枝吉ヘルパーステーションホープの安藤です。今回は10月に実施した第95回ヘルパー研修の内容を報告します。「介護事故の発生と防止」「緊急時の対応」について学びました。
■研修の前に
研修に先立って、参加者に次の事項についての説明と周知徹底及びアンケート調査を行いました。
*新型コロナウイルス感染症予防(継続)
*運営規定について
*感染予防指針について
*ハラスメント指針について
*虐待防止指針について
*処遇改善加算について
*「利用者等からの介護従事者に対するハラスメント調査」「介護職員ストレスチエックアンケート」
■介護事故イラスト事例集による研修
今回の研修では、わかりやすいイラストで見る介護事故事例集を活用して、誰でも一度は経験する介護事故の事例を見ながら、事故の発生や防止に関する意識を高めることを目的として行いました。
①なぜ事故が起きてしまったのか?
②その事故は予測できなかったのか?
③その事故は防ぐことが出来なかったのか?(事故を防ぐための手段・行動を考えてみる。)
④介護事故のリスクは日常生活の中に多く潜んでいる。(ちょっとした油断や慣れが引き起こす!)
以上4つの点に留意しながら、「介護事故の発生と防止」「緊急時の対応」について考えました。
‣テーマ1「介護事故の発生と防止」
過ぎ去った介護事故は、一個人の経験としてやり過ごすと、忘れられてしまいがちです。
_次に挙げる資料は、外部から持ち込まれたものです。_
//! Error type shared by the camera library.

use crate::tasks::TaskKind;

/// Failures surfaced by fallible camera operations.
///
/// Per-frame work (task progress, zoom steps) never fails; only setup
/// operations such as loading settings or assigning a base task do.
#[derive(Debug, thiserror::Error)]
pub enum CameraError {
    #[error("{0:?} cannot sit at the bottom of the task stack (expected FreeMovement or Follow)")]
    InvalidBaseTask(TaskKind),

    #[error("zoom range is inconsistent: min {min}, initial {initial}, max {max}")]
    InvalidZoomRange { min: u16, initial: u16, max: u16 },

    #[error("tile size must be greater than zero")]
    InvalidTileSize,

    #[error("failed to read camera settings: {0}")]
    Io(#[from] std::io::Error),

    #[error("failed to parse camera settings: {0}")]
    Parse(#[from] serde_json::Error),
}
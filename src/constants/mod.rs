//! Camera and viewer constants organized by domain.
//!
//! Centralizing magic numbers makes tuning easier and documents intent.

mod camera;
mod map;
mod time;
mod window;

pub use camera::*;
pub use map::*;
pub use time::*;
pub use window::*;
//! Zoom the camera a fixed number of levels per frame.

use glam::Vec2;

use crate::camera::CameraView;

/// What a zoom task is working toward.
#[derive(Debug, Clone, Copy, PartialEq)]
pub enum ZoomTarget {
    /// Reach this exact zoom level
    Level(u16),
    /// Zoom out until this world point is inside the view
    Reveal(Vec2),
}

/// Steps the zoom toward a target by `speed` levels per frame.
///
/// Finishes when the target is met or when a zoom bound stops progress.
#[derive(Debug, Clone)]
pub struct ZoomByIncrementsTask {
    speed: u16,
    target: ZoomTarget,
}

impl ZoomByIncrementsTask {
    pub fn new(speed: u16, target: ZoomTarget) -> Self {
        Self {
            speed: speed.max(1),
            target,
        }
    }

    /// Zoom in or out until the zoom equals `zoom`.
    pub fn to_zoom(speed: u16, zoom: u16) -> Self {
        Self::new(speed, ZoomTarget::Level(zoom))
    }

    /// Zoom out until `point` is visible or the minimum zoom is reached.
    pub fn reveal(speed: u16, point: Vec2) -> Self {
        Self::new(speed, ZoomTarget::Reveal(point))
    }

    pub fn speed(&self) -> u16 {
        self.speed
    }

    pub fn target(&self) -> ZoomTarget {
        self.target
    }

    pub fn progress(&mut self, view: &mut CameraView) -> bool {
        match self.target {
            ZoomTarget::Reveal(point) => self.progress_reveal(view, point),
            ZoomTarget::Level(level) => self.progress_level(view, level),
        }
    }

    fn progress_reveal(&self, view: &mut CameraView, point: Vec2) -> bool {
        if view.area_box().contains(point) {
            return true;
        }

        let zoom = u32::from(view.zoom());
        let speed = u32::from(self.speed);
        if zoom > u32::from(view.min_zoom()) + speed {
            view.set_zoom((zoom - speed) as u16);
        } else {
            view.set_zoom(view.min_zoom());
            return true;
        }

        view.area_box().contains(point)
    }

    fn progress_level(&self, view: &mut CameraView, level: u16) -> bool {
        let before = view.zoom();
        let zoom = u32::from(before);
        let speed = u32::from(self.speed);
        let destination = u32::from(level);

        let next = if zoom + speed < destination {
            zoom + speed
        } else if zoom > destination + speed {
            zoom - speed
        } else {
            destination
        };
        view.set_zoom(next.min(u32::from(u16::MAX)) as u16);

        if view.zoom() == level {
            return true;
        }
        if view.zoom() == before {
            log::warn!(
                "Zoom target {} is outside {}..={}, stopping at {}",
                level,
                view.min_zoom(),
                view.max_zoom(),
                before
            );
            return true;
        }
        false
    }
}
大きな事故になる可能性がある場合は誰もが気持ちを引き締め意識するものですが、在宅介護の場合はそれを妨げる隠されたリスクが多いといえます。
《介護事故防止に向けての検討》
- 検討(1)
簡略な事故事例文を提示し、介護スタッフはその短い文章から、自ら考え予測することにより事故を防止する場面を想像しました。事故の可能性を予測、回避するための行動について考える力を養うための研修です。 - 検討(2)
「起きてしまった事故」について考えました。介護スタッフは、起きてしまった事故の事例文を読んで、自分ならこの事故を予測できたか、自己分析しました。また、起きてしまった事故に対し自身が取るべき対応と、事故報告について学び、意見交換しました。
‣テーマ2「緊急時の対応」
在宅介護時に利用者が心肺停止に陥ったら「慌てず対応できるか?」「先ずは何を?どうすれば良いか?」について考えました。状況にもよりますが、先ずは利用者の身体状況確認と利用者(個々)から事前に聴取した希望の「緊急時の対応」手順による対応が望ましいとされます。
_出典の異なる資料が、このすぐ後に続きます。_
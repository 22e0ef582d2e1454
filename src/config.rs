//! Camera settings loaded from JSON.

use std::path::Path;

use serde::{Deserialize, Serialize};

use crate::constants::*;
use crate::error::CameraError;
use crate::time_system::TimeNormalizedSpeed;

/// Tunable camera settings. Missing fields fall back to the defaults.
#[derive(Debug, Clone, PartialEq, Serialize, Deserialize)]
#[serde(default)]
pub struct CameraConfig {
    /// World units covered by one tile at stretch 1.0
    pub tile_size: u16,
    pub min_zoom: u16,
    pub max_zoom: u16,
    /// Zoom the camera starts at
    pub initial_zoom: u16,
    /// Rate of keyboard-driven movement
    pub free_movement: TimeNormalizedSpeed,
    /// Zoom change per frame while a zoom control is held
    pub zoom_step: u16,
    /// Fraction of the current zoom applied per frame by smooth zooming
    pub smooth_zoom_percent: f32,
}

impl Default for CameraConfig {
    fn default() -> Self {
        Self {
            tile_size: CAMERA_TILE_SIZE,
            min_zoom: CAMERA_MIN_ZOOM,
            max_zoom: CAMERA_MAX_ZOOM,
            initial_zoom: CAMERA_DEFAULT_ZOOM,
            free_movement: TimeNormalizedSpeed::per_second(CAMERA_FREE_MOVEMENT_SPEED),
            zoom_step: CAMERA_ZOOM_STEP,
            smooth_zoom_percent: CAMERA_SMOOTH_ZOOM_PERCENT,
        }
    }
}

impl CameraConfig {
    /// Read and validate settings from a JSON file.
    pub fn load(path: &Path) -> Result<Self, CameraError> {
        let json = std::fs::read_to_string(path)?;
        let config = Self::from_json(&json)?;
        log::info!("Loaded camera settings from {}", path.display());
        Ok(config)
    }

    /// Parse and validate settings from a JSON string.
    pub fn from_json(json: &str) -> Result<Self, CameraError> {
        let config: Self = serde_json::from_str(json)?;
        config.validate()?;
        Ok(config)
    }

    pub fn validate(&self) -> Result<(), CameraError> {
        if self.tile_size == 0 {
            return Err(CameraError::InvalidTileSize);
        }
        if self.min_zoom == 0
            || self.min_zoom > self.initial_zoom
            || self.initial_zoom > self.max_zoom
        {
            return Err(CameraError::InvalidZoomRange {
                min: self.min_zoom,
                initial: self.initial_zoom,
                max: self.max_zoom,
            });
        }
        Ok(())
    }
}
また、救急車を要請してから到着までの時間が、生死の分かれ道となる場合もあることを考えた対応をすることが大切です。研修では、訪問介護ヘルパーが特におさえておくべき緊急時の対応である心肺蘇生を、手順のイラストを用いながらシミュレーションしました。
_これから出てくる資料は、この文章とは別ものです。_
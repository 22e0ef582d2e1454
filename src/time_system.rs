//! Frame timing and time-normalized speeds.
//!
//! The game loop owns a [`GameClock`] and advances it once per processed
//! frame. Each advance yields a [`FrameTime`] that remembers the cumulative
//! time of the previous processed frame, which is what lets a
//! [`TimeNormalizedSpeed`] notice that it sat out one or more frames.

use std::time::Duration;

use serde::{Deserialize, Serialize};

use crate::constants::*;

// =============================================================================
// FRAME TIME
// =============================================================================

/// Timing of a single processed frame.
#[derive(Debug, Clone, Copy, PartialEq, Eq, Default)]
pub struct FrameTime {
    /// Time elapsed since the previous processed frame
    pub elapsed: Duration,
    /// Cumulative session time at this frame
    pub total: Duration,
    /// Cumulative session time of the previous processed frame
    pub previous_total: Duration,
}

impl FrameTime {
    pub fn new(elapsed: Duration, total: Duration, previous_total: Duration) -> Self {
        Self {
            elapsed,
            total,
            previous_total,
        }
    }
}

// =============================================================================
// GAME CLOCK
// =============================================================================

/// Session clock advanced once per frame by the game loop.
#[derive(Debug, Clone, Default)]
pub struct GameClock {
    total: Duration,
}

impl GameClock {
    pub fn new() -> Self {
        Self {
            total: Duration::ZERO,
        }
    }

    /// Advance the clock by one frame and describe that frame.
    pub fn advance(&mut self, elapsed: Duration) -> FrameTime {
        let previous_total = self.total;
        self.total += elapsed;
        FrameTime {
            elapsed,
            total: self.total,
            previous_total,
        }
    }

    pub fn total(&self) -> Duration {
        self.total
    }
}

// =============================================================================
// TIME UNITS
// =============================================================================

/// Unit a speed's rate is declared in.
#[derive(Debug, Clone, Copy, PartialEq, Eq, Hash, Serialize, Deserialize)]
#[serde(rename_all = "lowercase")]
pub enum TimeUnit {
    /// 100 nanoseconds
    Ticks,
    Milliseconds,
    Seconds,
    Minutes,
    Hours,
    Days,
    /// Any unit name not listed above; always produces zero movement
    #[serde(other)]
    Unknown,
}

impl TimeUnit {
    /// How many of this unit fit in `duration`.
    pub fn count(self, duration: Duration) -> f64 {
        match self {
            TimeUnit::Ticks => (duration.as_nanos() / NANOS_PER_TICK) as f64,
            TimeUnit::Milliseconds => duration.as_secs_f64() * 1_000.0,
            TimeUnit::Seconds => duration.as_secs_f64(),
            TimeUnit::Minutes => duration.as_secs_f64() / 60.0,
            TimeUnit::Hours => duration.as_secs_f64() / 3_600.0,
            TimeUnit::Days => duration.as_secs_f64() / 86_400.0,
            TimeUnit::Unknown => 0.0,
        }
    }
}

// =============================================================================
// TIME-NORMALIZED SPEED
// =============================================================================

/// A distance-per-time rate converted into per-frame displacement.
///
/// A speed that was not evaluated on the immediately preceding frame
/// returns zero for one frame instead of integrating the stale gap.
#[derive(Debug, Clone, PartialEq, Serialize, Deserialize)]
pub struct TimeNormalizedSpeed {
    /// Distance covered per `unit` of time
    pub rate: f32,
    pub unit: TimeUnit,
    #[serde(skip)]
    last_evaluated: Duration,
}

impl TimeNormalizedSpeed {
    pub fn new(rate: f32, unit: TimeUnit) -> Self {
        Self {
            rate,
            unit,
            last_evaluated: Duration::ZERO,
        }
    }

    pub fn per_second(rate: f32) -> Self {
        Self::new(rate, TimeUnit::Seconds)
    }

    /// Cumulative time at which this speed was last evaluated.
    pub fn last_evaluated(&self) -> Duration {
        self.last_evaluated
    }

    /// Distance to move during `frame`.
    pub fn movement_amount(&mut self, frame: &FrameTime) -> f32 {
        let stale = self.last_evaluated != frame.previous_total;
        self.last_evaluated = frame.total;
        if stale {
            return 0.0;
        }

        (self.unit.count(frame.elapsed) * f64::from(self.rate)) as f32
    }
}

#[cfg(test)]
mod tests {
    use super::*;

    const FRAME: Duration = Duration::from_millis(16);

    #[test]
    fn test_clock_chains_previous_total() {
        let mut clock = GameClock::new();
        let first = clock.advance(FRAME);
        let second = clock.advance(FRAME);

        assert_eq!(first.previous_total, Duration::ZERO);
        assert_eq!(first.total, FRAME);
        assert_eq!(second.previous_total, first.total);
        assert_eq!(clock.total(), FRAME * 2);
    }

    #[test]
    fn test_fresh_speed_moves_on_first_session_frame() {
        let mut clock = GameClock::new();
        let mut speed = TimeNormalizedSpeed::per_second(100.0);
        let amount = speed.movement_amount(&clock.advance(Duration::from_millis(500)));
        assert_eq!(amount, 50.0);
    }

    #[test]
    fn test_stale_speed_suppresses_one_frame() {
        // Created mid-session: the first query sees a mismatched previous frame
        let mut speed = TimeNormalizedSpeed::new(1.0, TimeUnit::Ticks);
        let stale = FrameTime::new(FRAME, FRAME * 5, FRAME * 4);
        assert_eq!(speed.movement_amount(&stale), 0.0);
        assert_eq!(speed.last_evaluated(), FRAME * 5);

        let matching = FrameTime::new(FRAME, FRAME * 6, FRAME * 5);
        assert_eq!(speed.movement_amount(&matching), 160_000.0);
    }

    #[test]
    fn test_second_query_in_same_frame_is_zero() {
        let mut clock = GameClock::new();
        let mut speed = TimeNormalizedSpeed::per_second(10.0);
        let frame = clock.advance(Duration::from_secs(1));

        assert_eq!(speed.movement_amount(&frame), 10.0);
        assert_eq!(speed.movement_amount(&frame), 0.0);
    }

    #[test]
    fn test_dormant_speed_resumes_after_one_frame() {
        let mut clock = GameClock::new();
        let mut speed = TimeNormalizedSpeed::per_second(10.0);
        assert_eq!(speed.movement_amount(&clock.advance(Duration::from_secs(1))), 10.0);

        // Skipped frame
        clock.advance(Duration::from_secs(1));

        assert_eq!(speed.movement_amount(&clock.advance(Duration::from_secs(1))), 0.0);
        assert_eq!(speed.movement_amount(&clock.advance(Duration::from_secs(1))), 10.0);
    }

    #[test]
    fn test_units_scale_elapsed_time() {
        let elapsed = Duration::from_secs(90);
        assert_eq!(TimeUnit::Seconds.count(elapsed), 90.0);
        assert_eq!(TimeUnit::Milliseconds.count(elapsed), 90_000.0);
        assert_eq!(TimeUnit::Minutes.count(elapsed), 1.5);
        assert_eq!(TimeUnit::Hours.count(Duration::from_secs(7_200)), 2.0);
        assert_eq!(TimeUnit::Days.count(Duration::from_secs(43_200)), 0.5);
        assert_eq!(TimeUnit::Ticks.count(Duration::from_micros(1)), 10.0);
    }

    #[test]
    fn test_unknown_unit_never_moves() {
        let mut clock = GameClock::new();
        let mut speed = TimeNormalizedSpeed::new(1_000.0, TimeUnit::Unknown);
        assert_eq!(speed.movement_amount(&clock.advance(Duration::from_secs(1))), 0.0);
    }

    #[test]
    fn test_unrecognized_unit_name_deserializes_to_unknown() {
        let speed: TimeNormalizedSpeed =
            serde_json::from_str(r#"{ "rate": 5.0, "unit": "fortnights" }"#).unwrap();
        assert_eq!(speed.unit, TimeUnit::Unknown);

        let speed: TimeNormalizedSpeed =
            serde_json::from_str(r#"{ "rate": 5.0, "unit": "milliseconds" }"#).unwrap();
        assert_eq!(speed.unit, TimeUnit::Milliseconds);
        assert_eq!(speed.last_evaluated(), Duration::ZERO);
    }
}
心肺蘇生については殆どの人が未経験ですが、人の命を救うためには躊躇なく心臓マッサージを実施したり、AEDを使用したりすることが重要です。心臓マッサージ(胸骨圧迫)は動かない心臓に代わって全身の臓器に血液を送り込み、臓器が酸素不足で動かなくなってしまうのを防ぐ重要な救命方法です。
最近の研究では、成人の場合、一般の人が心臓マッサージと人工呼吸の両方を行った場合の救命率よりも、心臓マッサージだけを行ったときの救命率のほうが同じかやや高いことや、心臓マッサージによって心室の細胞が元気になり、AEDが効きやすくなることなども明らかにされています。
私たちは、特に高齢者を対象としたお仕事ですから、一般の方より心肺蘇生を必要とする状況に遭遇する確率が高いことを心にとめておきたいと思います。
■研修を終えて
この研修で一個人の記憶、経験を組織全体の記憶、経験として残し、その情報を事業所スタッフ全員で共有することの大切さを学びました。事故に至る可能性がある事例を個人レベルでやり過ごすことなくスタッフ全員の記憶に留める仕組みづくりは、事業所の運営にとってとても重要なことです。緊急時の対応に関する認識についても同様でしょう。私たちは今後、その仕組みづくりに積極的に取り組んでいかなければならないと思いました。